* **THE TASK**
Using the data below, determine the number of lines that include the string "Some". Write only that number.

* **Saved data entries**
..........
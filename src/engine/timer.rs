use std::time::Duration;

/// What a timer does when it fires.
#[derive(Debug, Clone, Copy, PartialEq, Eq)]
pub enum TimerKind {
    /// Stimulus display is over; answers are accepted.
    Reveal,
    /// Feedback is over; move to the next round or finish.
    Advance,
    /// Mismatched cards turn face down again.
    HideCards,
    /// Recording hit its length limit.
    RecordingLimit,
}

#[derive(Debug, Clone, Copy, PartialEq, Eq)]
pub struct TimerId(u64);

#[derive(Debug, Clone, Copy)]
struct Scheduled {
    id: TimerId,
    deadline: Duration,
    kind: TimerKind,
}

/// Deadlines owned by one session, polled from the host's tick.
///
/// Once closed nothing fires and nothing new can be scheduled.
#[derive(Debug, Default)]
pub struct Scheduler {
    pending: Vec<Scheduled>,
    next_id: u64,
    closed: bool,
}

impl Scheduler {
    pub fn new() -> Self {
        Self::default()
    }

    pub fn schedule(&mut self, deadline: Duration, kind: TimerKind) -> Option<TimerId> {
        if self.closed {
            return None;
        }
        let id = TimerId(self.next_id);
        self.next_id += 1;
        self.pending.push(Scheduled { id, deadline, kind });
        Some(id)
    }

    pub fn cancel(&mut self, id: TimerId) {
        self.pending.retain(|t| t.id != id);
    }

    pub fn cancel_kind(&mut self, kind: TimerKind) {
        self.pending.retain(|t| t.kind != kind);
    }

    /// Cancels everything and refuses further scheduling.
    pub fn close(&mut self) {
        self.pending.clear();
        self.closed = true;
    }

    pub fn is_closed(&self) -> bool {
        self.closed
    }

    pub fn is_pending(&self, kind: TimerKind) -> bool {
        self.pending.iter().any(|t| t.kind == kind)
    }

    pub fn next_deadline(&self) -> Option<Duration> {
        self.pending.iter().map(|t| t.deadline).min()
    }

    /// Removes and returns the timers due at `now`, earliest first.
    pub fn take_due(&mut self, now: Duration) -> Vec<(TimerKind, Duration)> {
        if self.closed {
            return Vec::new();
        }
        let (mut due, rest): (Vec<Scheduled>, Vec<Scheduled>) =
            self.pending.drain(..).partition(|t| t.deadline <= now);
        self.pending = rest;
        due.sort_by_key(|t| (t.deadline, t.id.0));
        due.into_iter().map(|t| (t.kind, t.deadline)).collect()
    }
}

#[cfg(test)]
mod tests {
    use super::*;

    fn ms(v: u64) -> Duration {
        Duration::from_millis(v)
    }

    #[test]
    fn fires_only_when_due() {
        let mut timers = Scheduler::new();
        timers.schedule(ms(1000), TimerKind::Advance);
        assert!(timers.take_due(ms(999)).is_empty());
        assert_eq!(timers.take_due(ms(1000)), vec![(TimerKind::Advance, ms(1000))]);
        assert!(timers.take_due(ms(5000)).is_empty());
    }

    #[test]
    fn due_timers_come_out_in_deadline_order() {
        let mut timers = Scheduler::new();
        timers.schedule(ms(300), TimerKind::Advance);
        timers.schedule(ms(100), TimerKind::Reveal);
        timers.schedule(ms(900), TimerKind::HideCards);
        let due: Vec<TimerKind> = timers.take_due(ms(500)).into_iter().map(|d| d.0).collect();
        assert_eq!(due, vec![TimerKind::Reveal, TimerKind::Advance]);
        assert_eq!(timers.next_deadline(), Some(ms(900)));
    }

    #[test]
    fn cancelled_timer_never_fires() {
        let mut timers = Scheduler::new();
        let id = timers.schedule(ms(100), TimerKind::RecordingLimit).unwrap();
        timers.cancel(id);
        assert!(timers.take_due(ms(1000)).is_empty());
    }

    #[test]
    fn cancel_by_kind() {
        let mut timers = Scheduler::new();
        timers.schedule(ms(100), TimerKind::RecordingLimit);
        timers.schedule(ms(100), TimerKind::Advance);
        timers.cancel_kind(TimerKind::RecordingLimit);
        assert!(!timers.is_pending(TimerKind::RecordingLimit));
        assert!(timers.is_pending(TimerKind::Advance));
    }

    #[test]
    fn closed_scheduler_is_inert() {
        let mut timers = Scheduler::new();
        timers.schedule(ms(100), TimerKind::Advance);
        timers.close();
        assert!(timers.is_closed());
        assert!(timers.take_due(ms(1000)).is_empty());
        assert!(timers.schedule(ms(2000), TimerKind::Advance).is_none());
        assert_eq!(timers.next_deadline(), None);
    }
}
..........
* **ANSWER SPACE**
2